The Brothers has a lot to potentially like, but there is aspects,
that appear in British cinema, which undermine its quality. It has a charm, a
tone of down-to-earth bluntness (and vulgarity) which is a great virtue of my
country’s cinema. The unique touches of the setting, the use of Gaelic (?)
words in the characters’ speak, and how the hatred between two clans is
officially settled through a ritualistic act of insulting the other family as
poetically damning as possible, before going to a challenge involving rowing
boats, adds character that gives the film personality beyond a narrative. That also
includes a bizarre but gruesome practice by the characters involving rope and a
single silver fish.

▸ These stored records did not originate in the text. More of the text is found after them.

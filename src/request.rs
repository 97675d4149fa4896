//! Typed CRUD requests.
//!
//! Every request is validated when it is built, so a request value that
//! exists can always be handed to the engine.

use crate::error::{Result, TableError};
use crate::value::{Row, Value};

/// Non-empty table name.
#[derive(Debug, Clone, PartialEq, Eq)]
pub struct TableName(String);

impl TableName {
    pub fn new(name: impl Into<String>) -> Result<Self> {
        let name = name.into();
        if name.trim().is_empty() {
            return Err(TableError::validation("table", "table name must be a non-empty string"));
        }
        Ok(Self(name))
    }

    pub fn as_str(&self) -> &str {
        &self.0
    }
}

impl std::fmt::Display for TableName {
    fn fmt(&self, f: &mut std::fmt::Formatter<'_>) -> std::fmt::Result {
        f.write_str(&self.0)
    }
}

/// Non-empty column name.
#[derive(Debug, Clone, PartialEq, Eq)]
pub struct Column(String);

impl Column {
    pub fn new(name: impl Into<String>) -> Result<Self> {
        let name = name.into();
        if name.trim().is_empty() {
            return Err(TableError::validation("column", "column name must be a non-empty string"));
        }
        Ok(Self(name))
    }

    pub fn as_str(&self) -> &str {
        &self.0
    }
}

/// Equality conditions joined with `AND`. Never empty.
#[derive(Debug, Clone, PartialEq)]
pub struct Filter {
    pub(crate) conditions: Vec<(Column, Value)>,
}

impl Filter {
    /// Match rows where `column` equals `value`.
    pub fn eq(column: impl Into<String>, value: impl Into<Value>) -> Result<Self> {
        Ok(Self {
            conditions: vec![(Column::new(column)?, value.into())],
        })
    }

    /// Add another equality condition.
    pub fn and(mut self, column: impl Into<String>, value: impl Into<Value>) -> Result<Self> {
        self.conditions.push((Column::new(column)?, value.into()));
        Ok(self)
    }

    pub fn conditions(&self) -> &[(Column, Value)] {
        &self.conditions
    }
}

/// LIMIT/OFFSET window. An offset is only meaningful together with a limit.
#[derive(Debug, Clone, Copy, PartialEq, Eq)]
pub struct Page {
    pub limit: i64,
    pub offset: Option<i64>,
}

impl Page {
    pub fn limit(limit: i64) -> Self {
        Self { limit, offset: None }
    }

    pub fn with_offset(mut self, offset: i64) -> Self {
        // OFFSET 0 is the same as no offset.
        self.offset = (offset != 0).then_some(offset);
        self
    }
}

#[derive(Debug, Clone, PartialEq)]
pub struct ReadAll {
    pub(crate) table: TableName,
    pub(crate) page: Option<Page>,
}

impl ReadAll {
    pub fn new(table: TableName) -> Self {
        Self { table, page: None }
    }

    pub fn with_page(mut self, page: Page) -> Self {
        self.page = Some(page);
        self
    }
}

#[derive(Debug, Clone, PartialEq)]
pub struct ReadWhere {
    pub(crate) table: TableName,
    pub(crate) filter: Filter,
    pub(crate) page: Option<Page>,
}

impl ReadWhere {
    pub fn new(table: TableName, filter: Filter) -> Self {
        Self {
            table,
            filter,
            page: None,
        }
    }

    pub fn with_page(mut self, page: Page) -> Self {
        self.page = Some(page);
        self
    }
}

/// Rows to insert, one statement per row, all inside one transaction.
#[derive(Debug, Clone, PartialEq)]
pub struct Insert {
    pub(crate) table: TableName,
    pub(crate) rows: Vec<Vec<(Column, Value)>>,
}

impl Insert {
    pub fn new(table: TableName) -> Self {
        Self {
            table,
            rows: Vec::new(),
        }
    }

    /// Append a row given as `(column, value)` pairs.
    pub fn with_row<I, K, V>(mut self, row: I) -> Result<Self>
    where
        I: IntoIterator<Item = (K, V)>,
        K: Into<String>,
        V: Into<Value>,
    {
        let row = row
            .into_iter()
            .map(|(k, v)| Ok((Column::new(k)?, v.into())))
            .collect::<Result<Vec<_>>>()?;
        self.rows.push(row);
        Ok(self)
    }

    /// Append a row from a result-style map.
    pub fn with_map(self, row: Row) -> Result<Self> {
        self.with_row(row)
    }

    pub fn len(&self) -> usize {
        self.rows.len()
    }

    pub fn is_empty(&self) -> bool {
        self.rows.is_empty()
    }
}

#[derive(Debug, Clone, PartialEq)]
pub struct UpdateWhere {
    pub(crate) table: TableName,
    pub(crate) filter: Filter,
    pub(crate) set: Vec<(Column, Value)>,
}

impl UpdateWhere {
    /// Build an update; at least one column must be assigned.
    pub fn new<I, K, V>(table: TableName, filter: Filter, set: I) -> Result<Self>
    where
        I: IntoIterator<Item = (K, V)>,
        K: Into<String>,
        V: Into<Value>,
    {
        let set = set
            .into_iter()
            .map(|(k, v)| Ok((Column::new(k)?, v.into())))
            .collect::<Result<Vec<_>>>()?;
        if set.is_empty() {
            return Err(TableError::validation("update_where", "no columns to set"));
        }
        Ok(Self { table, filter, set })
    }
}

#[derive(Debug, Clone, PartialEq)]
pub struct DeleteWhere {
    pub(crate) table: TableName,
    pub(crate) filter: Filter,
}

impl DeleteWhere {
    pub fn new(table: TableName, filter: Filter) -> Self {
        Self { table, filter }
    }
}

#[derive(Debug, Clone, PartialEq)]
pub struct Clear {
    pub(crate) table: TableName,
}

impl Clear {
    pub fn new(table: TableName) -> Self {
        Self { table }
    }
}

#[derive(Debug, Clone, PartialEq)]
pub enum CrudOperation {
    ReadAll(ReadAll),
    ReadWhere(ReadWhere),
    Insert(Insert),
    UpdateWhere(UpdateWhere),
    DeleteWhere(DeleteWhere),
    Clear(Clear),
}

impl CrudOperation {
    pub fn table(&self) -> &TableName {
        match self {
            CrudOperation::ReadAll(op) => &op.table,
            CrudOperation::ReadWhere(op) => &op.table,
            CrudOperation::Insert(op) => &op.table,
            CrudOperation::UpdateWhere(op) => &op.table,
            CrudOperation::DeleteWhere(op) => &op.table,
            CrudOperation::Clear(op) => &op.table,
        }
    }
}

/// What a [`CrudOperation`] produced.
#[derive(Debug, Clone, PartialEq)]
pub enum CrudOutcome {
    /// Selected rows, or the pre-deletion snapshot for deletes.
    Rows(Vec<Row>),
    /// Number of rows written.
    Affected(usize),
}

Sadly, as is a great problem with British cinema, is that
it feels stilted especially in the narrative and acting at times. With a deep
history to work from, a nationalistic streak of matter of factness (and black
humour) and a visual beauty to our isles’ landscape that shine in great films,
the narrative itself doesn’t life up the weight of these qualities as well as
it should, and for the great acting in the film there are also some that feel
lacking in dramatic weight and somewhat cold consider the drama of the story. This
sounds like a cruel view of The Brothers,
but when a film like it is merely alright, ok, not great, this does come to
mind and nags at it.
The ‘Divisive Film, in Its Physical Existence in Your Possession’ of Cinema [Mortuary (2005)]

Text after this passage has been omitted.